O Pará tem uma das maiores taxas de informalidade do Brasil. Mais de 56% dos trabalhadores atuam sem carteira assinada.

PublicadoCuradoria a partir deG1 ParáCompartilhar
Pará lidera informalidade no Brasil com mais de 56% de trabalhadores sem carteira

O Dia do Trabalhador é um momento para refletir sobre as condições de trabalho no Brasil, especialmente no Pará, que lidera as estatísticas de informalidade no país. Com mais de 56% dos trabalhadores atuando sem carteira assinada ou proteção trabalhista, o estado enfrenta um desafio significativo em termos de garantia de direitos e estabilidade para seus cidadãos.
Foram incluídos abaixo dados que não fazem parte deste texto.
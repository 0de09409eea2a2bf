use serde::{Deserialize, Serialize};
use ts_rs::TS;

/// 业务错误码
///
/// 0 为成功；1xxx 通用；2xxx 认证与用户；3xxx 名册；4xxx 成绩；5xxx 考勤与评语。
#[derive(Debug, Clone, Copy, PartialEq, Eq, Serialize, Deserialize, TS)]
#[ts(export, export_to = "../frontend/src/types/generated/api.ts")]
#[repr(i32)]
pub enum ErrorCode {
    Success = 0,

    BadRequest = 1000,
    Unauthorized = 1001,
    Forbidden = 1003,
    NotFound = 1004,
    Conflict = 1009,
    InternalServerError = 1500,

    AuthFailed = 2000,
    TokenRevoked = 2001,
    UserNotFound = 2004,
    UserEmailInvalid = 2010,
    UserEmailAlreadyExists = 2011,
    UserPasswordInvalid = 2012,
    UserNameInvalid = 2013,

    StudentNotFound = 3000,
    StudentAlreadyExists = 3001,
    TeacherNotFound = 3010,
    TeacherAlreadyExists = 3011,
    ClassNotFound = 3020,
    ClassAlreadyExists = 3021,
    ClassFull = 3022,
    SubjectNotFound = 3030,
    SubjectAlreadyExists = 3031,
    AssignmentNotFound = 3040,
    AssignmentAlreadyExists = 3041,
    EnrollmentNotFound = 3050,
    EnrollmentAlreadyExists = 3051,

    GradeScoreOutOfRange = 4000,
    GradeBimesterInvalid = 4001,
    GradePermissionDenied = 4003,

    AttendanceDateInvalid = 5000,
    AttendancePermissionDenied = 5003,
    ObservationNotFound = 5010,
    ObservationPermissionDenied = 5013,
}
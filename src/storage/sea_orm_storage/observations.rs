//! 评语存储操作

use super::{SeaOrmStorage, write_error};
use crate::entity::observations::{ActiveModel, Column, Entity as Observations, Model};
use crate::entity::teachers::{Column as TeacherColumn, Entity as Teachers};
use crate::errors::{Result, SchoolHubError};
use crate::models::observations::{CreateObservationRequest, Observation, ObservationQuery};
use sea_orm::{ActiveModelTrait, ColumnTrait, EntityTrait, QueryFilter, QueryOrder, Set};
use std::collections::HashMap;

impl SeaOrmStorage {
    pub async fn create_observation_impl(
        &self,
        teacher_id: i64,
        req: CreateObservationRequest,
    ) -> Result<Observation> {
        let now = chrono::Utc::now().timestamp();

        let model = ActiveModel {
            student_id: Set(req.student_id),
            class_id: Set(req.class_id),
            teacher_id: Set(teacher_id),
            content: Set(req.content),
            created_at: Set(now),
            updated_at: Set(now),
            ..Default::default()
        };

        let result = model
            .insert(&self.db)
            .await
            .map_err(|e| write_error("创建评语失败", e))?;

        self.with_teacher_names(vec![result])
            .await?
            .pop()
            .ok_or_else(|| SchoolHubError::not_found("评语创建后未找到"))
    }

    pub async fn get_observation_by_id_impl(&self, id: i64) -> Result<Option<Observation>> {
        let Some(model) = Observations::find_by_id(id)
            .one(&self.db)
            .await
            .map_err(|e| SchoolHubError::database_operation(format!("查询评语失败: {e}")))?
        else {
            return Ok(None);
        };

        Ok(self.with_teacher_names(vec![model]).await?.pop())
    }

    /// 列出评语，最新的在前
    pub async fn list_observations_impl(&self, query: ObservationQuery) -> Result<Vec<Observation>> {
        let mut select = Observations::find();

        if let Some(student_id) = query.student_id {
            select = select.filter(Column::StudentId.eq(student_id));
        }
        if let Some(class_id) = query.class_id {
            select = select.filter(Column::ClassId.eq(class_id));
        }

        let models = select
            .order_by_desc(Column::CreatedAt)
            .order_by_desc(Column::Id)
            .all(&self.db)
            .await
            .map_err(|e| SchoolHubError::database_operation(format!("查询评语列表失败: {e}")))?;

        self.with_teacher_names(models).await
    }

    pub async fn update_observation_impl(
        &self,
        id: i64,
        content: String,
    ) -> Result<Option<Observation>> {
        let Some(existing) = Observations::find_by_id(id)
            .one(&self.db)
            .await
            .map_err(|e| SchoolHubError::database_operation(format!("查询评语失败: {e}")))?
        else {
            return Ok(None);
        };

        let mut model: ActiveModel = existing.into();
        model.content = Set(content);
        model.updated_at = Set(chrono::Utc::now().timestamp());

        let result = model
            .update(&self.db)
            .await
            .map_err(|e| write_error("更新评语失败", e))?;

        Ok(self.with_teacher_names(vec![result]).await?.pop())
    }

    pub async fn delete_observation_impl(&self, id: i64) -> Result<bool> {
        let result = Observations::delete_by_id(id)
            .exec(&self.db)
            .await
            .map_err(|e| SchoolHubError::database_operation(format!("删除评语失败: {e}")))?;

        Ok(result.rows_affected > 0)
    }

    async fn with_teacher_names(&self, models: Vec<Model>) -> Result<Vec<Observation>> {
        if models.is_empty() {
            return Ok(Vec::new());
        }

        let names: HashMap<i64, String> = Teachers::find()
            .filter(TeacherColumn::Id.is_in(models.iter().map(|m| m.teacher_id)))
            .all(&self.db)
            .await
            .map_err(|e| SchoolHubError::database_operation(format!("查询教师信息失败: {e}")))?
            .into_iter()
            .map(|t| (t.id, t.name))
            .collect();

        Ok(models
            .into_iter()
            .map(|m| {
                let teacher_name = names.get(&m.teacher_id).cloned().unwrap_or_default();
                m.into_observation(teacher_name)
            })
            .collect())
    }
}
A realidade do trabalho informal no Pará é complexa e multifacetada. Por um lado, atividades como comércio, serviços e trabalho por conta própria oferecem autonomia e flexibilidade, permitindo que os trabalhadores organizem seu próprio horário e, em muitos casos, sustentem suas famílias. No entanto, essa autonomia vem com um preço: jornadas longas, renda incerta e ausência de garantias como férias, 13º salário e aposentadoria.

Além disso, o Pará também se destaca por ter uma das maiores taxas de domicílios chefiados por mulheres, com 52,09% dos lares sendo liderados por mulheres. Isso reflete a importância do papel das mulheres na economia paraense e destaca a necessidade de políticas que apoiam e protejam essas trabalhadoras informais.

O desafio do governo e das instituições é encontrar um equilíbrio entre a necessidade de proteger os direitos dos trabalhadores e a realidade da economia informal no Pará. Isso pode incluir a implementação de políticas de apoio à formalização, como a simplificação do processo de registro e a oferta de incentivos para empresas que formalizam seus trabalhadores.

Em resumo, o Dia do Trabalhador é um lembrete da importância de abordar a informalidade no Pará e de encontrar soluções que beneficiem tanto os trabalhadores quanto a economia como um todo. Com a colaboração de governos, instituições e sociedade civil, é possível construir um futuro mais justo e próspero para os trabalhadores paraenses.